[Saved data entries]
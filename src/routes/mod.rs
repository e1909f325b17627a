//! # 라우트 핸들러 모듈
//!
//! HTTP 요청을 처리하는 핸들러 함수들을 모아둔 모듈입니다.
//! Axum에서 핸들러는 HTTP 요청을 받아 응답을 반환하는 async 함수입니다.
//!
//! 각 하위 모듈:
//! - `health`: 서버 상태 확인 (헬스체크)
//! - `qr`: QR 코드 일괄 발급 핸들러 (공유 상태 AppState 포함)
//! - `scan`: 스캔/리딤 확인 핸들러

pub mod health;
pub mod qr;
pub mod scan;

// 각 모듈의 핸들러 함수들을 재공개하여
// main.rs에서 `routes::health_check`처럼 바로 접근 가능하게 합니다.
pub use health::*;
pub use qr::*;
pub use scan::*;
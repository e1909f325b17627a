//! # QR 발급 모델 정의
//!
//! QR 코드 일괄 발급 API(`POST /generate-qr`)의 응답에 쓰이는
//! 데이터 구조체를 정의합니다.
//!
//! 요청 본문은 구조체로 정의하지 않습니다: `phoneNumbers` 필드가
//! "없음 / 배열이 아님 / 빈 배열" 모두 HTTP 400으로 처리되어야 하는데,
//! 타입이 지정된 `Json<T>` 추출자는 형태 오류를 422로 거절하기 때문입니다.
//! 대신 핸들러가 `serde_json::Value`를 받아 직접 검사합니다.
//! (routes/qr.rs 참고)

use serde::Serialize;

/// 발급된 QR 코드 한 건 — 응답의 `images` 배열 원소에 대응합니다.
///
/// # derive 매크로 설명
/// - `Serialize`: 이 구조체를 JSON으로 변환할 수 있게 합니다 (API 응답 시 사용)
/// - `Clone`: 값을 복제할 수 있게 합니다 (.clone() 메서드 제공)
///
/// Deserialize를 빼고 Serialize만 derive한 이유:
/// 이 구조체는 서버 → 클라이언트 방향으로만 사용되므로
/// JSON 생성(Serialize)만 필요하고, JSON 파싱(Deserialize)은 불필요합니다.
#[derive(Debug, Clone, Serialize)]
pub struct QrImage {
    /// 요청에 들어온 원본 전화번호 (정규화 전 문자열 그대로)
    pub phone: String,
    /// 스캔 URL을 인코딩한 QR 코드 이미지
    /// (data:image/png;base64,... 형태의 data URL — 그대로 <img src>에 넣을 수 있음)
    /// #[serde(rename)]: JSON 필드명을 camelCase 외부 계약에 맞춥니다.
    #[serde(rename = "qrCode")]
    pub qr_code: String,
    /// QR 코드가 가리키는 스캔 URL
    /// (예: "https://qroffer.example.com/scan-qr?code=5551234")
    #[serde(rename = "scanUrl")]
    pub scan_url: String,
}
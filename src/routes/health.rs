//! # 헬스체크(Health Check) 핸들러
//!
//! 서버가 정상적으로 동작하는지 확인하는 엔드포인트입니다.
//!
//! ## 엔드포인트
//! - `GET /health` → `{ "status": "ok" }`
//!
//! 주로 다음 용도로 사용됩니다:
//! - 배포 플랫폼(Render 등)의 서버 상태 확인
//! - 모니터링 시스템의 가동 시간 추적

use axum::Json;                // JSON 응답 래퍼
use serde_json::{json, Value}; // JSON 생성 유틸리티

/// `GET /health` — 서버 상태를 확인합니다.
///
/// 이 핸들러는 Extractor 없이 작동하는 가장 단순한 형태입니다.
/// State, Query 등 아무것도 필요 없고, 고정된 JSON만 반환합니다.
///
/// 반환 타입이 `Json<Value>`이므로 Axum이 자동으로:
/// - Content-Type: application/json 헤더를 설정하고
/// - HTTP 200 OK 상태 코드를 반환합니다.
///
/// 참고: `Result`를 사용하지 않으므로 이 핸들러는 실패하지 않습니다.
pub async fn health_check() -> Json<Value> {
    // json! 매크로로 JSON 객체를 생성합니다.
    // 결과: {"status": "ok"}
    Json(json!({
        "status": "ok"
    }))
}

▸ INSTRUCTIONS TO FOLLOW: Among the lines of the data, some may include "rename" as a word or string; report how many, and nothing else.

▸ WRITTEN RESPONSE: 3